Source data: Begin

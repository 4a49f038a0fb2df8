use std::{
    collections::{HashMap, hash_map::Entry},
    sync::{
        Arc, Mutex, MutexGuard, PoisonError, Weak,
        atomic::{AtomicU64, Ordering},
    },
    time::Duration,
};

use anyhow::Context;
use chrono::{DateTime, TimeDelta, Utc};
use tokio::{runtime::Handle, task::JoinHandle};
use tokio_util::sync::CancellationToken;

use sentinel_models::task::TaskId;

use crate::{
    clock::{Clock, Timer},
    delivery::{NotificationSink, ReminderNotification},
    directory::UserDirectory,
    job::{JobId, ReminderJob, ReminderRequest, ReminderState, get_target_delay, reminder_fire_at},
};

#[derive(Debug, Clone, Copy, PartialEq, Eq)]
pub enum ScheduleOutcome {
    Scheduled {
        job_id: JobId,
        fire_at: DateTime<Utc>,
    },
    NoDueDate,
    TooSoon,
}

struct ReminderEntry {
    job: ReminderJob,
    cancellation_token: CancellationToken,
    task: JoinHandle<()>,
}

impl ReminderEntry {
    fn cancel(mut self) -> JoinHandle<()> {
        self.job.transition(ReminderState::Cancelled);
        self.cancellation_token.cancel();
        self.task
    }
}

struct RegistryInner {
    entries: Mutex<HashMap<TaskId, ReminderEntry>>,
    next_job_id: AtomicU64,
    lead_time: TimeDelta,
    clock: Arc<dyn Clock>,
    directory: Arc<dyn UserDirectory>,
    sink: Arc<dyn NotificationSink>,
}

impl RegistryInner {
    fn lock_entries(&self) -> MutexGuard<'_, HashMap<TaskId, ReminderEntry>> {
        // Entries stay consistent even if a holder panicked: every mutation is a single map call.
        self.entries.lock().unwrap_or_else(PoisonError::into_inner)
    }

    fn drain(&self) -> Vec<JoinHandle<()>> {
        self.lock_entries()
            .drain()
            .map(|(_, entry)| entry.cancel())
            .collect()
    }

    fn begin_firing(&self, task_id: &str, job_id: JobId) -> Option<ReminderJob> {
        let mut entries = self.lock_entries();
        let entry = entries.get_mut(task_id).filter(|e| e.job.id == job_id)?;

        entry
            .job
            .transition(ReminderState::Firing)
            .then(|| entry.job.clone())
    }

    fn complete(&self, task_id: &str, job_id: JobId) {
        let mut entries = self.lock_entries();
        if let Entry::Occupied(occupied) = entries.entry(task_id.to_owned()) {
            if occupied.get().job.id == job_id {
                let mut entry = occupied.remove();
                entry.job.transition(ReminderState::Completed);
            }
        }
    }

    async fn deliver(&self, job: &ReminderJob) {
        let email = match self.resolve_email(job).await {
            Ok(Some(email)) => email,
            Ok(None) => {
                log::warn!(
                    "No email found for user, cannot send reminder. [task_id = {}, user_id = {}]",
                    job.task_id,
                    job.user_id
                );
                return;
            }
            Err(e) => {
                log::error!(
                    "Failed to look up reminder recipient. [task_id = {}, user_id = {}, error = {:#}]",
                    job.task_id,
                    job.user_id,
                    e
                );
                return;
            }
        };

        let notification = ReminderNotification {
            task_id: job.task_id.clone(),
            task_title: job.task_title.clone(),
            user_email: email,
            due_at: job.due_at,
        };

        if let Err(e) = self.sink.deliver(&notification).await {
            log::error!(
                "Error sending reminder. [task_id = {}, job_id = {}, error = {:#}]",
                job.task_id,
                job.id,
                e
            );
        }
    }

    async fn resolve_email(&self, job: &ReminderJob) -> anyhow::Result<Option<String>> {
        if let Some(email) = job.user_email.as_ref().filter(|e| !e.trim().is_empty()) {
            return Ok(Some(email.clone()));
        }

        let email = self.directory.lookup_email(&job.user_id).await?;
        Ok(email.filter(|e| !e.trim().is_empty()))
    }
}

impl Drop for RegistryInner {
    fn drop(&mut self) {
        let cancelled = self.drain().len();
        if cancelled > 0 {
            log::info!("Reminder registry dropped, cancelled {cancelled} pending reminders");
        }
    }
}

/// Process-local map of task ids to their pending reminder job.
///
/// At most one job is live per task id. All map mutations and job state
/// transitions happen under one lock that is never held across an `.await`.
///
/// Cancelling a job guarantees that no delivery starts for it afterwards; a
/// recipient lookup or delivery already in flight is abandoned at its next
/// suspension point. Side effects a sink committed before that point are
/// not undone.
#[derive(Clone)]
pub struct ReminderRegistry {
    inner: Arc<RegistryInner>,
}

impl ReminderRegistry {
    pub fn new(
        clock: Arc<dyn Clock>,
        directory: Arc<dyn UserDirectory>,
        sink: Arc<dyn NotificationSink>,
        lead_time: TimeDelta,
    ) -> Self {
        Self {
            inner: Arc::new(RegistryInner {
                entries: Mutex::new(HashMap::new()),
                next_job_id: AtomicU64::new(1),
                lead_time,
                clock,
                directory,
                sink,
            }),
        }
    }

    /// Arms a reminder for `request.task_id`, replacing any job it already has.
    ///
    /// A request without a due date, or whose reminder time has already
    /// passed, changes nothing: an existing job for the task stays armed.
    /// Callers moving a due date should `cancel` first.
    pub fn schedule(&self, request: ReminderRequest) -> anyhow::Result<ScheduleOutcome> {
        let Some(due_at) = request.due_at else {
            log::info!(
                "Task has no due date, skipping reminder. [task_id = {}]",
                request.task_id
            );
            return Ok(ScheduleOutcome::NoDueDate);
        };

        let fire_at = reminder_fire_at(due_at, self.inner.lead_time)
            .with_context(|| format!("Reminder time for due date {due_at} is out of range"))?;

        let now = self.inner.clock.now();
        let Some(delay) = get_target_delay(fire_at, now) else {
            log::info!(
                "Task due time is too soon, skipping reminder. [task_id = {}, due_at = {}]",
                request.task_id,
                due_at
            );
            return Ok(ScheduleOutcome::TooSoon);
        };

        let runtime =
            Handle::try_current().context("Reminders must be scheduled inside a tokio runtime")?;

        let job_id = self.inner.next_job_id.fetch_add(1, Ordering::Relaxed);
        let task_id = request.task_id.clone();
        let job = ReminderJob::new(job_id, request, due_at, fire_at);
        let cancellation_token = CancellationToken::new();
        let timer = self.inner.clock.after(delay);

        let mut entries = self.inner.lock_entries();
        if let Some(previous) = entries.remove(&task_id) {
            log::info!(
                "Replacing existing reminder. [task_id = {}, previous_job_id = {}]",
                task_id,
                previous.job.id
            );
            previous.cancel();
        }

        let task = runtime.spawn(run_job(
            Arc::downgrade(&self.inner),
            task_id.clone(),
            job_id,
            timer,
            cancellation_token.clone(),
        ));

        log::info!(
            "Scheduling reminder for task '{}' in {:.1} minutes. [task_id = {}, job_id = {}]",
            job.task_title,
            delay.as_secs_f64() / 60.0,
            task_id,
            job_id
        );

        entries.insert(
            task_id,
            ReminderEntry {
                job,
                cancellation_token,
                task,
            },
        );

        Ok(ScheduleOutcome::Scheduled { job_id, fire_at })
    }

    /// Cancels the pending reminder for `task_id`. Returns whether one existed.
    pub fn cancel(&self, task_id: &str) -> bool {
        let removed = self.inner.lock_entries().remove(task_id);
        match removed {
            Some(entry) => {
                let job_id = entry.job.id;
                entry.cancel();
                log::info!("Cancelled reminder. [task_id = {task_id}, job_id = {job_id}]");
                true
            }
            None => false,
        }
    }

    pub fn cancel_all(&self) -> usize {
        let cancelled = self.inner.drain().len();
        log::info!("Cancelled all scheduled reminders. [count = {cancelled}]");
        cancelled
    }

    /// Cancels every reminder and waits up to `timeout` for their tasks to exit.
    pub async fn shutdown(&self, timeout: Duration) {
        let handles = self.inner.drain();
        let count = handles.len();

        let joined = tokio::time::timeout(timeout, async {
            for handle in handles {
                if let Err(e) = handle.await {
                    log::warn!("Reminder task did not exit cleanly. [error = {e}]");
                }
            }
        })
        .await;

        match joined {
            Ok(()) => log::info!("Reminder registry shut down. [cancelled = {count}]"),
            Err(_) => log::warn!(
                "Timed out waiting for reminder tasks to exit. [cancelled = {count}, timeout = {timeout:?}]"
            ),
        }
    }

    pub fn state_of(&self, task_id: &str) -> Option<ReminderState> {
        self.inner
            .lock_entries()
            .get(task_id)
            .map(|entry| entry.job.state())
    }

    pub fn fire_at_of(&self, task_id: &str) -> Option<DateTime<Utc>> {
        self.inner
            .lock_entries()
            .get(task_id)
            .map(|entry| entry.job.fire_at)
    }

    pub fn len(&self) -> usize {
        self.inner.lock_entries().len()
    }

    pub fn is_empty(&self) -> bool {
        self.len() == 0
    }
}

async fn run_job(
    registry: Weak<RegistryInner>,
    task_id: TaskId,
    job_id: JobId,
    timer: Timer,
    cancellation_token: CancellationToken,
) {
    tokio::select! {
        biased;
        _ = cancellation_token.cancelled() => {
            log::info!("Reminder was cancelled. [task_id = {task_id}, job_id = {job_id}]");
            return;
        }
        _ = timer => {}
    }

    let Some(registry) = registry.upgrade() else {
        return;
    };

    let Some(job) = registry.begin_firing(&task_id, job_id) else {
        return;
    };

    tokio::select! {
        biased;
        _ = cancellation_token.cancelled() => {
            log::info!(
                "Reminder was cancelled while firing. [task_id = {task_id}, job_id = {job_id}]"
            );
        }
        _ = registry.deliver(&job) => {
            registry.complete(&task_id, job_id);
        }
    }
}
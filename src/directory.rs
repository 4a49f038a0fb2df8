use std::sync::Arc;

use async_trait::async_trait;
use sentinel_models::user::UserId;
use sentinel_scheduler::UserDirectory;
use sentinel_storage::UserStorage;

pub struct StorageUserDirectory {
    users: Arc<dyn UserStorage>,
}

impl StorageUserDirectory {
    pub fn new(users: Arc<dyn UserStorage>) -> Self {
        Self { users }
    }
}

#[async_trait]
impl UserDirectory for StorageUserDirectory {
    async fn lookup_email(&self, user_id: &UserId) -> anyhow::Result<Option<String>> {
        let user = self.users.get(user_id).await?;
        Ok(user.map(|user| user.email))
    }
}
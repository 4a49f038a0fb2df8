use std::{future::Future, pin::Pin, time::Duration};

use chrono::{DateTime, TimeDelta, Utc};
use tokio::time::Instant;

/// Completes once the requested delay has elapsed. Dropping it cancels the wait.
pub type Timer = Pin<Box<dyn Future<Output = ()> + Send + 'static>>;

pub trait Clock: Send + Sync + 'static {
    fn now(&self) -> DateTime<Utc>;

    fn after(&self, delay: Duration) -> Timer;
}

/// Clock backed by the tokio timer.
///
/// Wall-clock time is anchored once and then advanced by the tokio monotonic
/// clock, so `now` and `after` always agree, including under paused time.
#[derive(Debug, Clone)]
pub struct TokioClock {
    origin_wall: DateTime<Utc>,
    origin: Instant,
}

impl TokioClock {
    pub fn new() -> Self {
        Self::starting_at(Utc::now())
    }

    pub fn starting_at(origin_wall: DateTime<Utc>) -> Self {
        Self {
            origin_wall,
            origin: Instant::now(),
        }
    }
}

impl Default for TokioClock {
    fn default() -> Self {
        Self::new()
    }
}

impl Clock for TokioClock {
    fn now(&self) -> DateTime<Utc> {
        let elapsed = TimeDelta::from_std(self.origin.elapsed()).unwrap_or(TimeDelta::zero());
        self.origin_wall + elapsed
    }

    fn after(&self, delay: Duration) -> Timer {
        Box::pin(tokio::time::sleep(delay))
    }
}
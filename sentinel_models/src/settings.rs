use serde::Deserialize;

#[derive(Deserialize, Debug, Clone)]
pub struct ReminderSettings {
    #[serde(default = "default_lead_time_minutes")]
    pub lead_time_minutes: i64,
    #[serde(default = "default_shutdown_timeout_secs")]
    pub shutdown_timeout_secs: u64,
}

impl Default for ReminderSettings {
    fn default() -> Self {
        Self {
            lead_time_minutes: default_lead_time_minutes(),
            shutdown_timeout_secs: default_shutdown_timeout_secs(),
        }
    }
}

fn default_lead_time_minutes() -> i64 {
    5
}

fn default_shutdown_timeout_secs() -> u64 {
    5
}

#[derive(Deserialize, Debug, Clone)]
pub struct DemoSettings {
    pub user_id: String,
    pub email: String,
}

#[derive(Deserialize, Debug, Clone)]
pub struct Settings {
    #[serde(default)]
    pub reminders: ReminderSettings,
    pub demo: DemoSettings,
}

Source data: End

▶ Assignment: Would you filter the records and copy each line that contains the word "elapsed"?

▶ Answer to this problem:
/// Completes once the requested delay has elapsed. Dropping it cancels the wait.
        let elapsed = TimeDelta::from_std(self.origin.elapsed()).unwrap_or(TimeDelta::zero());
        self.origin_wall + elapsed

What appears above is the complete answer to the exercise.